A couple of weeks ago I received the best news I could ever hope for. Due to the amount of damage my cornea sustained, I am close to the top of the donor recipient list. In July 2014 I was back in the OR with Dr. Holland where he and his medical team performed an aggressive surgery to insert an artificial lens, an artificial iris, which has been manufactured in Germany from the photos taken of my left eye. Then after those two parts have been surgically implanted another corneal graph will be done. A third cornea donation, another life altering gift.

The iris will not function, but it will provide relief from too much light entering my eye. The hope is that after the operation and some additional laser surgery on the lens, I will have enough sight to drive commercially again. I am incredibly fortunate and appreciate what science and medicine have been able to do for myself, and people world-wide.

None of this was possible without the cornea tissue donated by a person who took the time to fill out their donor card; or perhaps it was someone’s family who had to make difficult decisions right after losing a loved one. I am the humble recipient of this gift, not once, but three times. My life has been changed in a most profound and positive way by people I will never know. For that I am eternally grateful.

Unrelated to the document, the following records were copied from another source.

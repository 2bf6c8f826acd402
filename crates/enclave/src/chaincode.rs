//! Key-value chaincode run by the simulated enclave.

use std::{ffi::CStr, thread, time::Duration};

use ecc_types::{CallContext, HostCalls};

/// Capacity offered to the host for point reads
pub const MAX_VALUE_SIZE: usize = 4096;

/// Capacity offered to the host for range query results
pub const MAX_RANGE_SIZE: usize = 32 * 1024;

pub(crate) const MSP_ID_SIZE: usize = 128;
pub(crate) const DN_SIZE: usize = 1024;

/// Execute one transaction. `Err` carries the failure message.
pub(crate) fn execute(
    args: &[Vec<u8>],
    host: &dyn HostCalls,
    ctx: CallContext,
) -> Result<Vec<u8>, String> {
    let Some((function, params)) = args.split_first() else {
        return Err("missing function name".into());
    };
    match (function.as_slice(), params) {
        (b"put", [key, value]) => {
            host.put_state(key, value, ctx);
            Ok(b"OK".to_vec())
        }
        (b"get", [key]) => {
            let mut val = vec![0u8; MAX_VALUE_SIZE];
            let mut len = 0;
            host.get_state(key, &mut val, &mut len, ctx);
            val.truncate((len as usize).min(MAX_VALUE_SIZE));
            Ok(val)
        }
        (b"range", [prefix]) => {
            let mut values = vec![0u8; MAX_RANGE_SIZE];
            let mut len = 0;
            host.get_state_by_partial_composite_key(prefix, &mut values, &mut len, ctx);
            values.truncate((len as usize).min(MAX_RANGE_SIZE));
            Ok(values)
        }
        (b"creator", []) => {
            let mut msp_id = [0u8; MSP_ID_SIZE];
            let mut dn = [0u8; DN_SIZE];
            host.get_creator_name(&mut msp_id, &mut dn, ctx);
            let msp_id = c_str(&msp_id);
            let dn = c_str(&dn);
            Ok(format!("{msp_id}\n{dn}").into_bytes())
        }
        (b"sleep", [millis]) => {
            let millis = std::str::from_utf8(millis)
                .ok()
                .and_then(|m| m.parse().ok())
                .ok_or("sleep expects milliseconds")?;
            thread::sleep(Duration::from_millis(millis));
            Ok(b"OK".to_vec())
        }
        (function, _) => Err(format!(
            "unknown function or arity: {}",
            String::from_utf8_lossy(function)
        )),
    }
}

fn c_str(buf: &[u8]) -> String {
    CStr::from_bytes_until_nul(buf)
        .map(|s| s.to_string_lossy().into_owned())
        .unwrap_or_default()
}
use std::path::{Path, PathBuf};

use thiserror::Error;

/// Number of hex characters of an enclave measurement
pub const MRENCLAVE_HEX_LEN: usize = 64;

#[derive(Debug, Error)]
pub enum MrEnclaveError {
    #[error("failed to read mrenclave from {path:?}: {source}")]
    Io {
        path: PathBuf,
        source: std::io::Error,
    },
    #[error("mrenclave has wrong size: expected {MRENCLAVE_HEX_LEN} hex characters, got {len}")]
    Size { len: usize },
    #[error("mrenclave is not valid hex: {0}")]
    Hex(#[from] hex::FromHexError),
}

/// Read the expected enclave measurement from the first line of `path`.
///
/// The value must be exactly 64 hex characters; it is returned as written.
pub fn read_mr_enclave(path: impl AsRef<Path>) -> Result<String, MrEnclaveError> {
    let path = path.as_ref();
    let content = std::fs::read_to_string(path).map_err(|source| MrEnclaveError::Io {
        path: path.to_path_buf(),
        source,
    })?;
    let line = content
        .lines()
        .next()
        .unwrap_or_default()
        .trim_end_matches(['\r', '\n']);
    if line.len() != MRENCLAVE_HEX_LEN {
        return Err(MrEnclaveError::Size { len: line.len() });
    }
    hex::decode(line)?;
    Ok(line.to_string())
}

So, I want to say thank you to those people out there who have signed the donor cards and to the families who have decided to share the organs and tissue of their loved ones. This kind of gift saves lives and improves the quality of life for so many others. I hope I speak for all of us who have received transplants with these words of thanks.

I have a long road of recovery ahead of me. It will be many months of healing, tests and observations. I am confident that I can retain my Class 1 license and, of course, I will continue to pursue my passion of singing and playing live music.

Soon I will be able to get back to doing the things I love… because of a very precious gift.